Lawrence Morin, PhD and Keith Studholme Provide First Comprehensive Map of Visual Projections in the Laboratory Mouse

An article by Lawrence Morin, PhD and Keith Studholme published in the Journal of Comparative Neurology provides the first comprehensive anatomical map of the visual projections in the common laboratory mouse and compares the authors’ findings to the results of previous studies.

Using the most sensitive tracer available, Dr. Morin and Mr. Studholme identified 46 regions of the brain innervated by projections from the retina of the laboratory mouse, including 14 that had not previously been described in this species. Some of the brain regions are associated with the formation of visual images; others are involved in control of circadian rhythms, pupil dilation, wakefulness and other non-image forming reactions to ambient light. A map of the anatomical connections between the eye and the regions of the brain is important for understanding how light affects physiology and behavior.
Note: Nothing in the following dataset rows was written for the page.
#[cfg(test)]
mod tests {
    use super::*;
    use crate::dataset::{ColumnStat, L1Type};
    use async_trait::async_trait;
    use std::collections::HashMap;

    /// Fixed answers: every intersection returns `shared`, composite distinct
    /// counts return `tuples`.
    struct Fixed {
        shared: u64,
        tuples: u64,
    }

    #[async_trait]
    impl IntersectionProvider for Fixed {
        async fn intersect(&self, _: &str, _: &[String], _: &str, _: &[String]) -> Result<u64> {
            Ok(self.shared)
        }

        async fn distinct_tuple_count(&self, _: &str, _: &[String]) -> Result<u64> {
            Ok(self.tuples)
        }
    }

    struct Stalled;

    #[async_trait]
    impl IntersectionProvider for Stalled {
        async fn intersect(&self, _: &str, _: &[String], _: &str, _: &[String]) -> Result<u64> {
            tokio::time::sleep(Duration::from_secs(60)).await;
            Ok(0)
        }

        async fn distinct_tuple_count(&self, _: &str, _: &[String]) -> Result<u64> {
            Ok(0)
        }
    }

    fn customers() -> Dataset {
        Dataset::analyzed(
            "customers",
            vec![ColumnStat::new("id", L1Type::Integer, 10, 0, 10)],
            Some(vec!["id".to_string()]),
        )
    }

    fn orders() -> Dataset {
        Dataset::analyzed(
            "orders",
            vec![
                ColumnStat::new("customer_id", L1Type::Integer, 40, 0, 9),
                ColumnStat::new("quantity", L1Type::Integer, 40, 0, 5),
            ],
            Some(vec![]),
        )
    }

    fn scorer(shared: u64, threshold: f64) -> LinkScorer {
        LinkScorer::new(Arc::new(Fixed { shared, tuples: 0 }), threshold, Duration::from_secs(1))
    }

    #[tokio::test]
    async fn test_ratios_and_accuracy() {
        let candidate = CandidatePair::single("customers", "id", "orders", "customer_id");
        let scored = scorer(9, 0.9).score(&customers(), &orders(), &candidate).await.unwrap();

        assert_eq!(scored.intersect_count, 9);
        assert!((scored.intersect_ratio_from_col - 0.9).abs() < 1e-12);
        assert_eq!(scored.intersect_ratio_to_col, 1.0);
        assert_eq!(scored.accuracy, 1.0);
        assert_eq!(scored.from_uniqueness_ratio, Some(1.0));
        assert!((scored.to_uniqueness_ratio.unwrap() - 9.0 / 40.0).abs() < 1e-12);
        assert!(scored.key_anchored);
    }

    #[tokio::test]
    async fn test_threshold_is_closed_lower_bound() {
        let a = Dataset::analyzed("a", vec![ColumnStat::new("x", L1Type::Integer, 10, 0, 10)], Some(vec![]));
        let b = Dataset::analyzed("b", vec![ColumnStat::new("y", L1Type::Integer, 10, 0, 10)], Some(vec![]));
        let candidate = CandidatePair::single("a", "x", "b", "y");

        let at = scorer(9, 0.9).score(&a, &b, &candidate).await.unwrap();
        assert!(scorer(9, 0.9).accepts(&at));

        let below = scorer(8, 0.9).score(&a, &b, &candidate).await.unwrap();
        assert!(!scorer(8, 0.9).accepts(&below));
    }

    #[tokio::test]
    async fn test_key_anchor_needs_some_overlap() {
        let candidate = CandidatePair::single("customers", "id", "orders", "quantity");

        let disjoint = scorer(0, 0.9).score(&customers(), &orders(), &candidate).await.unwrap();
        assert!(disjoint.key_anchored);
        assert!(!scorer(0, 0.9).accepts(&disjoint));

        let partial = scorer(2, 0.9).score(&customers(), &orders(), &candidate).await.unwrap();
        assert!(partial.accuracy < 0.9);
        assert!(scorer(2, 0.9).accepts(&partial));
    }

    #[tokio::test]
    async fn test_composite_uses_provider_tuple_counts() {
        let players = Dataset::analyzed(
            "players",
            vec![
                ColumnStat::new("name", L1Type::CloseEndedText, 4, 0, 4),
                ColumnStat::new("class", L1Type::CloseEndedText, 4, 0, 3),
            ],
            Some(vec!["name".to_string(), "class".to_string()]),
        );
        let games = Dataset::analyzed(
            "games",
            vec![
                ColumnStat::new("winner_name", L1Type::CloseEndedText, 8, 0, 3),
                ColumnStat::new("winner_class", L1Type::CloseEndedText, 8, 0, 3),
            ],
            Some(vec![]),
        );
        let candidate = CandidatePair::new(
            "players",
            vec!["name".to_string(), "class".to_string()],
            "games",
            vec!["winner_name".to_string(), "winner_class".to_string()],
        )
        .unwrap();
        let scorer = LinkScorer::new(Arc::new(Fixed { shared: 4, tuples: 4 }), 0.9, Duration::from_secs(1));
        let scored = scorer.score(&players, &games, &candidate).await.unwrap();

        assert_eq!(scored.from_uniqueness_ratio, Some(1.0));
        assert_eq!(scored.to_uniqueness_ratio, Some(0.5));
        assert_eq!(scored.accuracy, 1.0);
    }

    /// Intersections keyed by the B-side columns; tuple counts by dataset.
    struct Lookup {
        shared: HashMap<Vec<String>, u64>,
        tuples: HashMap<String, u64>,
    }

    #[async_trait]
    impl IntersectionProvider for Lookup {
        async fn intersect(&self, _: &str, _: &[String], _: &str, cols_b: &[String]) -> Result<u64> {
            Ok(self.shared.get(cols_b).copied().unwrap_or(0))
        }

        async fn distinct_tuple_count(&self, dataset: &str, _: &[String]) -> Result<u64> {
            Ok(self.tuples.get(dataset).copied().unwrap_or(0))
        }
    }

    fn roster() -> (Dataset, Dataset) {
        let text = |name: &str, distinct| ColumnStat::new(name, L1Type::CloseEndedText, 6, 0, distinct);
        let players = Dataset::analyzed(
            "players",
            vec![text("name", 4), text("class", 3)],
            Some(vec!["name".to_string(), "class".to_string()]),
        );
        let games = Dataset::analyzed(
            "games",
            vec![
                text("winner_name", 2),
                text("winner_class", 2),
                text("loser_name", 3),
                text("loser_class", 2),
            ],
            Some(vec![]),
        );
        (players, games)
    }

    fn against_players(columns_b: [&str; 2]) -> CandidatePair {
        CandidatePair::new(
            "players",
            vec!["name".to_string(), "class".to_string()],
            "games",
            columns_b.iter().map(|c| c.to_string()).collect(),
        )
        .unwrap()
    }

    fn lookup(shared: &[([&str; 2], u64)]) -> LinkScorer {
        let provider = Lookup {
            shared: shared
                .iter()
                .map(|(cols, n)| (cols.iter().map(|c| c.to_string()).collect(), *n))
                .collect(),
            tuples: HashMap::from([("players".to_string(), 5), ("games".to_string(), 3)]),
        };
        LinkScorer::new(Arc::new(provider), 0.9, Duration::from_secs(1))
    }

    #[tokio::test]
    async fn test_composite_mix_below_threshold_is_dropped() {
        let (players, games) = roster();
        let scorer = lookup(&[
            (["winner_name", "winner_class"], 3),
            (["winner_name", "loser_class"], 1),
            (["loser_name", "loser_class"], 3),
        ]);
        let candidates = vec![
            against_players(["winner_name", "winner_class"]),
            against_players(["winner_name", "loser_class"]),
            against_players(["loser_name", "loser_class"]),
        ];

        let mix = scorer.score(&players, &games, &candidates[1]).await.unwrap();
        assert!(mix.key_anchored);
        assert!(!scorer.accepts(&mix));

        let accepted = scorer.score_composites(&players, &games, &candidates).await;
        assert_eq!(accepted.len(), 2);
        assert!(accepted
            .iter()
            .all(|s| s.candidate.columns_b != vec!["winner_name", "loser_class"]));
    }

    #[tokio::test]
    async fn test_best_composite_kept_when_none_clears_threshold() {
        let (players, games) = roster();
        let scorer = lookup(&[(["winner_name", "loser_class"], 1), (["loser_name", "winner_class"], 2)]);
        let candidates = vec![
            against_players(["winner_name", "loser_class"]),
            against_players(["loser_name", "winner_class"]),
        ];

        let accepted = scorer.score_composites(&players, &games, &candidates).await;
        assert_eq!(accepted.len(), 1);
        assert_eq!(accepted[0].candidate.columns_b, vec!["loser_name", "winner_class"]);
        assert_eq!(accepted[0].intersect_count, 2);

        let disjoint = lookup(&[]);
        assert!(disjoint.score_composites(&players, &games, &candidates).await.is_empty());
    }

    #[tokio::test]
    async fn test_timeout_becomes_intersection_failure() {
        let scorer = LinkScorer::new(Arc::new(Stalled), 0.9, Duration::from_millis(50));
        let candidate = CandidatePair::single("customers", "id", "orders", "customer_id");
        let err = scorer.score(&customers(), &orders(), &candidate).await.unwrap_err();
        assert!(matches!(err, LinkError::IntersectionFailure(_)));

        let accepted = scorer.score_accepted(&customers(), &orders(), &[candidate]).await;
        assert!(accepted.is_empty());
    }
}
Scientists have studied the visual system of animals for decades, concentrating primarily on the classical system which translates light signals into visual representations. The more recent discoveries of a non-image forming visual system and a previously unknown class of photoreceptive retinal cells distinct from the well-known rods and cones have stimulated a renewed interest in the structure and function of the visual system. Retinal projection patterns of several rodent species have been studied in detail, but this is the first comprehensive study of such projections in the common lab mouse, now widely used is vision research.

Dr. Morin and Mr. Studholme found that the visual projection patterns in the mouse are generally similar to patterns found in other rodent species, but differ materially with respect to details. They point out that the number of brain regions identified in their study (46) is contingent upon the specific definitions of brain regions, and the willingness of investigators to split regions or lump them together. Despite the vagaries of nomenclature in brain anatomy, there is enough common ground among studies of visual systems in rodents to make meaningful comparisons among them. The authors note the convergence of retinal projections onto numerous brain regions that also receive sensory input from the olfactory and auditory systems.

The article, titled "Retinofugal Projections in the Mouse" was published by the Journal of Comparative Neurology online on May 30, 2014.